Max and the girls had a model kit out at the weekend. It’s been in the garage, half made, for I don’t know how long, wrapped in newspaper, congealing paints, glue that has had long enough to go off and not stick properly.
A relic of a different time.
I couldn’t have told you when they made it, or why, or where the first moment of making it fitted into our life.
For whatever reason it was put away and not finished. Until this weekend when it was back on the dining table, paints mixed, new brushes, replacement glue.
I bent over the protective old newspaper where it had rested, my eye caught by a story. We don’t often have newspapers here, Max and I never have time to read them. And when I finished, I glanced up at the top.
The day that paper, which has lurked unnoticed in the garage since, came into our house was when Freddie was one day old. It was bought while I sat by his bed with a doctor who did a brain ultrasound and told me he thought he would be okay. It was bought, I imagine, by my dad who was here with my mum looking after 4 shell shocked girls in the last 2 weeks before my parents separated and my birth family fell to pieces at the same time as my own little family did.
While that paper was on my dining room table, Max and I were going through hell, watching our son live and die and ricochet through the endless permutations of people who had different opinions about his chances. On that day, he was going to live. On that day I held him and his eyes were open and he had some calpol because light therapy made him hot and grumpy. On that day, Max and my dad had a man hug when the news was okay and a doctor I believed knew best believed in my son.
A day later he was inert and still, drugged against my wishes. A day later a different doctor told me that they believed he would have grade 2 cerebral palsy but wouldn’t tell me how good or bad that might be.

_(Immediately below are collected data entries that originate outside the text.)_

//! CLI command implementations.
//!
//! | Module    | Commands handled          |
//! |-----------|---------------------------|
//! | `compact` | `Compact`                 |
//! | `tools`   | `Read`, `Grep`, `Tools`   |
//! | `config`  | `Config`                  |

pub mod compact;
pub mod config;
pub mod tools;

pub use compact::cmd_compact;
pub use config::cmd_config;
pub use tools::{GrepRequest, cmd_grep, cmd_read, cmd_tools};

use anyhow::{Context, Result};
use ctxzip::config::CtxZipConfig;
use ctxzip::storage::StorageSpec;

use super::Cli;

/// Load the layered configuration for this invocation.
fn load_config(cli: &Cli) -> Result<CtxZipConfig> {
    CtxZipConfig::new(cli.config.clone(), cli.storage.clone()).context("Failed to load configuration")
}

/// Storage for the reader commands. Unlike compaction there is no temporary
/// default: the content must already be somewhere.
fn reader_storage(config: &CtxZipConfig) -> Result<StorageSpec> {
    match config.storage() {
        Some(uri) => Ok(StorageSpec::Uri(uri)),
        None => anyhow::bail!(
            "No storage configured. Pass --storage, set CTXZIP_STORAGE, or set compaction.storage in {}",
            config.path.display()
        ),
    }
}
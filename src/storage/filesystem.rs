//! Filesystem storage adapter.

use super::{
    ChunkStream, StorageAdapter, StorageReadParams, StorageWriteParams, StorageWriteResult,
    apply_prefix, file_uri_from_dir, sanitize_key,
};
use crate::errors::StorageError;
use async_trait::async_trait;
use futures::stream;
use std::path::{Component, Path, PathBuf};
use tokio::io::{AsyncReadExt, AsyncSeekExt};

/// Default chunk size for streaming reads (64 KiB).
pub const DEFAULT_CHUNK_SIZE: usize = 64 * 1024;

/// Persists content as files under a base directory.
#[derive(Debug, Clone)]
pub struct FileStorageAdapter {
    base_dir: PathBuf,
    prefix: Option<String>,
    chunk_size: usize,
}

impl FileStorageAdapter {
    /// Create an adapter rooted at `base_dir`, creating the directory if needed.
    ///
    /// Directory creation and path canonicalization happen here, once, on the
    /// calling thread. Every read and write after that goes through `tokio::fs`.
    pub fn new(base_dir: impl AsRef<Path>) -> Result<Self, StorageError> {
        let base_dir = base_dir.as_ref();
        std::fs::create_dir_all(base_dir)
            .map_err(|e| StorageError::from_io(&base_dir.display().to_string(), e))?;
        let base_dir = base_dir
            .canonicalize()
            .map_err(|e| StorageError::from_io(&base_dir.display().to_string(), e))?;

        Ok(Self {
            base_dir,
            prefix: None,
            chunk_size: DEFAULT_CHUNK_SIZE,
        })
    }

    /// Namespace every key under `prefix` (e.g. a session id).
    pub fn with_prefix(mut self, prefix: impl Into<String>) -> Self {
        let prefix = sanitize_key(&prefix.into());
        self.prefix = (!prefix.is_empty()).then_some(prefix);
        self
    }

    /// Chunk size used by [`StorageAdapter::open_read_stream`].
    pub fn with_chunk_size(mut self, chunk_size: usize) -> Self {
        self.chunk_size = chunk_size.max(1);
        self
    }

    pub fn base_dir(&self) -> &Path {
        &self.base_dir
    }

    pub fn prefix(&self) -> Option<&str> {
        self.prefix.as_deref()
    }

    /// Map a key to a path inside the base directory, rejecting anything that
    /// could escape it.
    fn path_for(&self, key: &str) -> Result<PathBuf, StorageError> {
        let relative = Path::new(key);
        let escapes = key.is_empty()
            || relative
                .components()
                .any(|c| !matches!(c, Component::Normal(_)));
        if escapes {
            return Err(StorageError::InvalidKey {
                key: key.to_string(),
                reason: "keys must be relative paths without '.' or '..' segments".to_string(),
            });
        }
        Ok(self.base_dir.join(relative))
    }
}

#[async_trait]
impl StorageAdapter for FileStorageAdapter {
    async fn write(&self, params: StorageWriteParams) -> Result<StorageWriteResult, StorageError> {
        let path = self.path_for(&params.key)?;

        if let Some(parent) = path.parent() {
            tokio::fs::create_dir_all(parent)
                .await
                .map_err(|e| StorageError::from_io(&params.key, e))?;
        }
        tokio::fs::write(&path, &params.body)
            .await
            .map_err(|e| StorageError::from_io(&params.key, e))?;

        tracing::debug!(key = %params.key, bytes = params.body.len(), path = %path.display(), "wrote stored content");

        let url = url::Url::from_file_path(&path).ok().map(String::from);
        Ok(StorageWriteResult {
            key: params.key,
            url,
        })
    }

    async fn read_text(&self, params: StorageReadParams) -> Result<String, StorageError> {
        let path = self.path_for(&params.key)?;

        let bytes = match params.range {
            None => tokio::fs::read(&path)
                .await
                .map_err(|e| StorageError::from_io(&params.key, e))?,
            Some(range) => {
                let mut file = tokio::fs::File::open(&path)
                    .await
                    .map_err(|e| StorageError::from_io(&params.key, e))?;
                file.seek(std::io::SeekFrom::Start(range.start))
                    .await
                    .map_err(|e| StorageError::from_io(&params.key, e))?;
                let mut buf = Vec::new();
                let read = match range.end {
                    Some(end) => {
                        file.take(end.saturating_sub(range.start))
                            .read_to_end(&mut buf)
                            .await
                    }
                    None => file.read_to_end(&mut buf).await,
                };
                read.map_err(|e| StorageError::from_io(&params.key, e))?;
                buf
            }
        };

        Ok(String::from_utf8_lossy(&bytes).into_owned())
    }

    async fn open_read_stream(
        &self,
        params: StorageReadParams,
    ) -> Result<ChunkStream, StorageError> {
        let path = self.path_for(&params.key)?;
        let mut file = tokio::fs::File::open(&path)
            .await
            .map_err(|e| StorageError::from_io(&params.key, e))?;
        if let Some(range) = params.range {
            file.seek(std::io::SeekFrom::Start(range.start))
                .await
                .map_err(|e| StorageError::from_io(&params.key, e))?;
        }

        let remaining = params
            .range
            .and_then(|r| r.end.map(|end| end.saturating_sub(r.start)));
        let chunk_size = self.chunk_size;
        let key = params.key;

        let chunks = stream::try_unfold(
            (file, remaining, key),
            move |(mut file, remaining, key)| async move {
                let want = match remaining {
                    Some(0) => return Ok::<_, StorageError>(None),
                    Some(left) => chunk_size.min(left as usize),
                    None => chunk_size,
                };
                let mut buf = vec![0u8; want];
                let read = file
                    .read(&mut buf)
                    .await
                    .map_err(|e| StorageError::from_io(&key, e))?;
                if read == 0 {
                    return Ok::<_, StorageError>(None);
                }
                buf.truncate(read);
                let remaining = remaining.map(|left| left - read as u64);
                Ok(Some((buf, (file, remaining, key))))
            },
        );

        Ok(Box::pin(chunks))
    }

    fn resolve_key(&self, name: &str) -> String {
        apply_prefix(self.prefix.as_deref(), sanitize_key(name))
    }

    fn identify(&self) -> String {
        let base = file_uri_from_dir(&self.base_dir);
        match &self.prefix {
            Some(prefix) => format!("{}/{}", base.trim_end_matches('/'), prefix),
            None => base,
        }
    }
}

#[cfg(test)]
mod tests {
    use super::*;
    use crate::storage::ByteRange;
    use futures::TryStreamExt;
    use tempfile::TempDir;

    fn adapter(dir: &TempDir) -> FileStorageAdapter {
        FileStorageAdapter::new(dir.path()).unwrap()
    }

    #[tokio::test]
    async fn test_write_then_read() {
        let dir = TempDir::new().unwrap();
        let storage = adapter(&dir);

        let result = storage
            .write(StorageWriteParams::text("data.json", r#"{"a": 1}"#))
            .await
            .unwrap();
        assert_eq!(result.key, "data.json");
        assert!(result.url.unwrap().starts_with("file://"));

        let text = storage
            .read_text(StorageReadParams::new("data.json"))
            .await
            .unwrap();
        assert_eq!(text, r#"{"a": 1}"#);
        assert!(dir.path().join("data.json").exists());
    }

    #[tokio::test]
    async fn test_read_missing_is_not_found() {
        let dir = TempDir::new().unwrap();
        let storage = adapter(&dir);

        let err = storage
            .read_text(StorageReadParams::new("missing.txt"))
            .await
            .unwrap_err();
        assert!(err.is_not_found());

        let err = storage
            .open_read_stream(StorageReadParams::new("missing.txt"))
            .await
            .err()
            .expect("expected NotFound error");
        assert!(err.is_not_found());
    }

    #[tokio::test]
    async fn test_prefix_creates_subdirectory() {
        let dir = TempDir::new().unwrap();
        let storage = adapter(&dir).with_prefix("session-1");

        let key = storage.resolve_key("x.txt");
        assert_eq!(key, "session-1/x.txt");
        assert_eq!(storage.resolve_key(&key), key);

        storage
            .write(StorageWriteParams::text(key.clone(), "hello"))
            .await
            .unwrap();
        assert!(dir.path().join("session-1").join("x.txt").exists());
        assert!(storage.identify().ends_with("/session-1"));
    }

    #[tokio::test]
    async fn test_traversal_is_rejected() {
        let dir = TempDir::new().unwrap();
        let storage = adapter(&dir);

        assert_eq!(storage.resolve_key("../../etc/passwd"), "etc/passwd");

        let err = storage
            .write(StorageWriteParams::text("../escape.txt", "x"))
            .await
            .unwrap_err();
        assert!(matches!(err, StorageError::InvalidKey { .. }));

        let err = storage
            .read_text(StorageReadParams::new("/etc/passwd"))
            .await
            .unwrap_err();
        assert!(matches!(err, StorageError::InvalidKey { .. }));
    }

    #[tokio::test]
    async fn test_stream_chunks_cover_content() {
        let dir = TempDir::new().unwrap();
        let storage = adapter(&dir).with_chunk_size(3);
        storage
            .write(StorageWriteParams::text("k.txt", "line one\nline two\n"))
            .await
            .unwrap();

        let chunks: Vec<Vec<u8>> = storage
            .open_read_stream(StorageReadParams::new("k.txt"))
            .await
            .unwrap()
            .try_collect()
            .await
            .unwrap();
        assert!(chunks.iter().all(|c| c.len() <= 3));
        assert_eq!(chunks.concat(), b"line one\nline two\n".to_vec());
    }

    #[tokio::test]
    async fn test_byte_range_reads() {
        let dir = TempDir::new().unwrap();
        let storage = adapter(&dir).with_chunk_size(2);
        storage
            .write(StorageWriteParams::text("k.txt", "0123456789"))
            .await
            .unwrap();

        let text = storage
            .read_text(StorageReadParams::new("k.txt").with_range(ByteRange::new(2, Some(6))))
            .await
            .unwrap();
        assert_eq!(text, "2345");

        let chunks: Vec<Vec<u8>> = storage
            .open_read_stream(
                StorageReadParams::new("k.txt").with_range(ByteRange::new(5, Some(8))),
            )
            .await
            .unwrap()
            .try_collect()
            .await
            .unwrap();
        assert_eq!(chunks.concat(), b"567".to_vec());
    }

    #[test]
    fn test_identify_is_file_uri() {
        let dir = TempDir::new().unwrap();
        let storage = adapter(&dir);
        let identity = storage.identify();
        assert!(identity.starts_with("file://"));
        assert!(!identity.ends_with('/'));
    }
}
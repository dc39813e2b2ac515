//! Default values for configuration options.
//!
//! Centralized constants to avoid magic numbers scattered across the codebase.

use std::time::Duration;

/// Default connect/read timeout in seconds. Whole exchanges get twice this.
pub const TIMEOUT_SECS: u64 = 30;

/// Environment variable holding the comma-separated trigger targets.
pub const TRIGGER_ENV_VAR: &str = "STATUS_CHANGED_TRIGGER";

/// Default output path for `init`.
pub const CONFIG_FILE: &str = "status-hook.toml";

/// Default timeout as Duration.
#[must_use]
pub const fn timeout() -> Duration {
    Duration::from_secs(TIMEOUT_SECS)
}
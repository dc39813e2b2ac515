//! Error types for configuration parsing and validation.

use std::path::PathBuf;

use thiserror::Error;

/// Error type for configuration operations.
///
/// Covers errors from parsing, validation, and file operations.
#[derive(Debug, Error)]
pub enum ConfigError {
    /// Failed to read the configuration file.
    #[error("Failed to read config file '{}': {source}", path.display())]
    FileRead {
        /// Path to the config file
        path: PathBuf,
        /// Underlying I/O error
        #[source]
        source: std::io::Error,
    },

    /// Failed to parse the TOML configuration.
    #[error("Failed to parse TOML config: {0}")]
    TomlParse(#[from] toml::de::Error),

    /// Failed to write configuration file (for init command).
    #[error("Failed to write config file '{}': {source}", path.display())]
    FileWrite {
        /// Path to the config file
        path: PathBuf,
        /// Underlying I/O error
        #[source]
        source: std::io::Error,
    },

    /// Missing required field that must be provided by CLI or config file.
    #[error("Missing required field: {field}. {hint}")]
    MissingRequired {
        /// Name of the missing field
        field: &'static str,
        /// Hint for how to provide the value
        hint: &'static str,
    },

    /// Invalid duration value (zero or too large).
    #[error("Invalid duration for {field}: {reason}")]
    InvalidDuration {
        /// Name of the field
        field: &'static str,
        /// Reason for invalidity
        reason: String,
    },

    /// Invalid `Key=Value` pair (query parameter or header).
    #[error("Invalid {kind} '{value}': expected 'Key=Value'{alt}")]
    InvalidPair {
        /// What the pair was meant to be
        kind: &'static str,
        /// The invalid input
        value: String,
        /// Additional accepted form, if any
        alt: &'static str,
    },

    /// The same query parameter or header was given more than once.
    #[error("Duplicate {kind} '{name}': each name may be given only once")]
    DuplicatePair {
        /// What the pair was meant to be
        kind: &'static str,
        /// The repeated name
        name: String,
    },

    /// Invalid HTTP method.
    #[error("Invalid HTTP method '{0}'")]
    InvalidMethod(String),

    /// Invalid JSON request body.
    #[error("Invalid JSON body: {0}")]
    InvalidBody(#[source] serde_json::Error),

    /// Invalid environment variable name.
    #[error("Invalid environment variable name '{0}'")]
    InvalidEnvVar(String),
}

/// Well-known field names for `MissingRequired` errors.
pub mod field {
    /// The basic auth user name.
    pub const BASIC_USER: &str = "basic_user";
    /// The basic auth password.
    pub const BASIC_PASSWORD: &str = "basic_password";
}

impl ConfigError {
    /// Creates a `MissingRequired` error for a required field.
    #[must_use]
    pub const fn missing(field: &'static str, hint: &'static str) -> Self {
        Self::MissingRequired { field, hint }
    }
}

I knew what that might mean.
9 days later, knowing he was facing a life of watching his sisters live a life he couldn’t if I made him fight to stay with me. I had no idea what was in his future. No one could tell me if it would be a lisp and a low IQ or a life of inert fully comprehending physical inability.
So I let him go. Because I was afraid for him.
Every time I see a child with CP or another life challenge, I wonder if I let Freddie go when I should have made him stay. Nothing adds up, nothing makes sense, nothing points towards the life he would probably have led. I see kids who had devastatingly traumatic births barely live or live fully and I cannot find a place where Freddie might have been among that.
That’s what I live with. Not knowing – ever – if I did the right thing.
It’s been long enough for the paper to curl and go brown. The paint congealed. The glue went off.
But it is still yesterday.
I do try not to be passive aggressive and angry but today I am.
I know it is a personal failing of mine that I cannot champion the causes of kids living the life he doesn’t. I know the living are more important than the dead. I do know. And I wish people well, I really do. I want them to have that life that he can’t have and the support I haven’t had to fight for. I want them to have what they need.The reason I chose to let him go was because I have grown up alongside someone bringing up the child he might have become.
But if you directly make a positive choice to send me links asking me to be part of a group and raise money for an amazing CP child who has achieved much in spite of all the challenges and has all the issues he would have had – IF HE WASN’T DEAD – I only hear one thing in my head.
“I’ve forgotten Freddie. I’ve forgotten what you went through. I think this is more important than your feelings.”
It’s four years ago. But it is still yesterday.